Building a Lisp Interpreter from Scratch -- Part 11: This and that

(This is the final part of a series of posts on pLisp)

Well, it's time to wind up the series. It's been fun, spending time doing two of my favourite things (programming and writing; the only way this could have been topped is if I were to write about the coding involved in a Lisp-based first-player porn video game [just kidding]). I'll use this post to record stuff that doesn't really fit in any of the topics covered so far, and other random things.
  1. I have continued to work on the code since starting the series, and the posts are already somewhat out of sync with the code. One notable change is that WHILE is now a special form as opposed to a macro. There was nothing wrong with the macro (other than making your head hurt every time you looked at the definition), but since WHILE figures in the definitions of quite a few standard macros (DOLIST, DOTIMES, etc.), this makes sense from a performance perspective.

  2. I am in the process of adding a RETURN-FROM special form to handle non-local returns. This is pretty straightforward to implement using continuations, but things are still flaky -- it works fine for simple function calls, but barfs for functions that call macros internally.

  3. Performance-wise, pLisp has become slow as molasses.

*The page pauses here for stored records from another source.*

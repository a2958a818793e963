use ratatui::style::{Color, Modifier, Style};

use crate::{
    constants::{THEMES, ThemeColors},
    domain::MealBucket,
};

pub(super) fn theme_for(bucket: MealBucket) -> ThemeColors {
    match bucket {
        MealBucket::Morning => THEMES.morning,
        MealBucket::Lunch => THEMES.lunch,
        MealBucket::Dinner => THEMES.dinner,
    }
}

pub(super) fn text_color_for_bg(bg_color: Color) -> Color {
    if let Color::Rgb(r, g, b) = bg_color {
        let brightness = (299 * r as u32 + 587 * g as u32 + 114 * b as u32) / 1000;
        if brightness > 128 {
            Color::Black
        } else {
            Color::White
        }
    } else {
        Color::White
    }
}

pub(super) fn card_style(theme: ThemeColors) -> Style {
    Style::default()
        .fg(theme.card_foreground)
        .bg(theme.card_background)
}

pub(super) fn heading_style(theme: ThemeColors) -> Style {
    card_style(theme).add_modifier(Modifier::BOLD)
}
use std::cmp::Reverse;
use std::collections::BinaryHeap;
use std::fs;
use std::path::Path;
use std::sync::atomic::{AtomicU32, Ordering};

use dashmap::DashMap;
use parking_lot::RwLock;
use rand::Rng;
use roaring::RoaringBitmap;
use serde::{Deserialize, Serialize};
use vdb_core::MetricKind;

use crate::error::IndexError;

type NodeId = u32;

#[derive(Debug, Clone, Copy, PartialEq)]
struct Candidate {
    id: NodeId,
    distance: f32,
}
impl Eq for Candidate {}
impl Ord for Candidate {
    fn cmp(&self, other: &Self) -> std::cmp::Ordering {
        self.distance.partial_cmp(&other.distance).unwrap_or(std::cmp::Ordering::Equal)
    }
}
impl PartialOrd for Candidate {
    fn partial_cmp(&self, other: &Self) -> Option<std::cmp::Ordering> {
        Some(self.cmp(other))
    }
}

#[derive(Default)]
struct Node {
    /// `layers[l]` holds this node's neighbor ids at level `l`.
    layers: Vec<RwLock<Vec<NodeId>>>,
}

#[derive(Serialize, Deserialize)]
struct HnswSnapshot {
    dim: usize,
    metric: MetricKind,
    m: usize,
    ef_construction: usize,
    entry_point: u32,
    max_layer: u32,
    vectors: Vec<Vec<f32>>,
    layers: Vec<Vec<Vec<u32>>>,
    labels: Vec<u64>,
    deleted: Vec<u8>,
}

/// Hierarchical navigable small-world graph index.
///
/// `remove` is intentionally unsupported: an upsert of a label already
/// present overwrites its stored vector in place (`vectors[internal_id]`)
/// without touching the graph topology, so the node stays reachable by
/// traversal but every future distance computation against it uses the
/// new vector. This mirrors a known property of the system this was
/// built from, not an oversight here.
pub struct HnswIndex {
    dim: usize,
    metric: MetricKind,
    m: usize,
    ef_construction: usize,
    nodes: RwLock<Vec<Node>>,
    vectors: RwLock<Vec<Vec<f32>>>,
    labels: RwLock<Vec<u64>>,
    label_to_internal: DashMap<u64, NodeId>,
    deleted: RwLock<RoaringBitmap>,
    entry_point: AtomicU32,
    max_layer: AtomicU32,
    has_entry: std::sync::atomic::AtomicBool,
}

const NO_ENTRY: u32 = u32::MAX;
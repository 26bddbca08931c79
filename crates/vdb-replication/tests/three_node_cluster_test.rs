use std::sync::Arc;
use std::time::Duration;

use tonic::transport::Server;
use vdb_core::{Durability, MetricKind};
use vdb_db::VectorDatabase;
use vdb_proto::replication_transport_server::ReplicationTransportServer;
use vdb_replication::ReplicationCore;

struct Harness {
    core: Arc<ReplicationCore>,
}

async fn spawn_node(id: u64, port: u16, dir: &std::path::Path) -> Harness {
    let db = Arc::new(
        VectorDatabase::open(dir, 4, MetricKind::L2, 16, 100, Durability::Strict).unwrap(),
    );
    let addr = format!("127.0.0.1:{port}");
    let core = Arc::new(ReplicationCore::new(id, addr.clone(), db).await.unwrap());

    let transport = core.transport_server();
    let bind: std::net::SocketAddr = addr.parse().unwrap();
    tokio::spawn(async move {
        Server::builder()
            .add_service(ReplicationTransportServer::new(transport))
            .serve(bind)
            .await
            .ok();
    });

    Harness { core }
}

/// Three freshly joined nodes: only the node the cluster was initialized
/// on is leader, and writes proposed on either follower fail fast rather
/// than blocking, matching the leader-only-writes property.
#[tokio::test]
async fn followers_reject_writes_while_the_leader_commits_them() {
    let dir1 = tempfile::tempdir().unwrap();
    let dir2 = tempfile::tempdir().unwrap();
    let dir3 = tempfile::tempdir().unwrap();

    let leader = spawn_node(1, 19101, dir1.path()).await;
    let follower_a = spawn_node(2, 19102, dir2.path()).await;
    let follower_b = spawn_node(3, 19103, dir3.path()).await;

    leader
        .core
        .add_server(2, "127.0.0.1:19102".into())
        .await
        .unwrap();
    leader
        .core
        .add_server(3, "127.0.0.1:19103".into())
        .await
        .unwrap();
    leader.core.enable_election_timeout().await;

    tokio::time::sleep(Duration::from_millis(500)).await;

    assert!(leader.core.is_leader().await);

    let rejected_a = follower_a
        .core
        .append(serde_json::json!({"id": 1, "vectors": [1.0, 0.0, 0.0, 0.0]}).to_string())
        .await;
    assert!(rejected_a.is_err());

    let rejected_b = follower_b
        .core
        .append(serde_json::json!({"id": 1, "vectors": [1.0, 0.0, 0.0, 0.0]}).to_string())
        .await;
    assert!(rejected_b.is_err());

    leader
        .core
        .append(serde_json::json!({"id": 1, "vectors": [1.0, 0.0, 0.0, 0.0]}).to_string())
        .await
        .unwrap();
}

I probably need to do something about the implementation of arrays, and look at seriously optimizing the code, particularly memory management. Update: I replaced the custom binary search tree implementation with a red black tree, and the speedup has been phenomenal.

  4. The debug stacktrace at present, to put it politely, sucks big time. This is a direct consequence of moving to a compiler/VM architecture -- the execution trace at the VM level does not make sense for the application programmer; there needs to be a way to map (and display) source forms to the VM instructions, similar to how conventional debuggers manage things.

  5. The next major goal is the IDE -- something that approaches the power of a typical Smalltalk IDE with a system browser where we can browse all the symbols/packages, view/edit the code in a  pane, workspace and transcript windows to replace the command line top-level, a debugger UI, and so on. Man, I miss Smalltalk, especially after mucking around so much with Emacs, gcc and gdb.

  6. I realized that the NUATE instruction (used to invoke continuations) is not used at all, for the simple reason that the compiler never emits it. Just a simple matter of making the compiler inspect a symbol and see if it is bound to a continuation object (similar to how it handles macros now), will probably get around to implementing this soon.

  7. An object system is also in the works (not at the level of sophistication of CLOS or similar), but a functioning system nevertheless, with classes, inheritance, slots, and methods.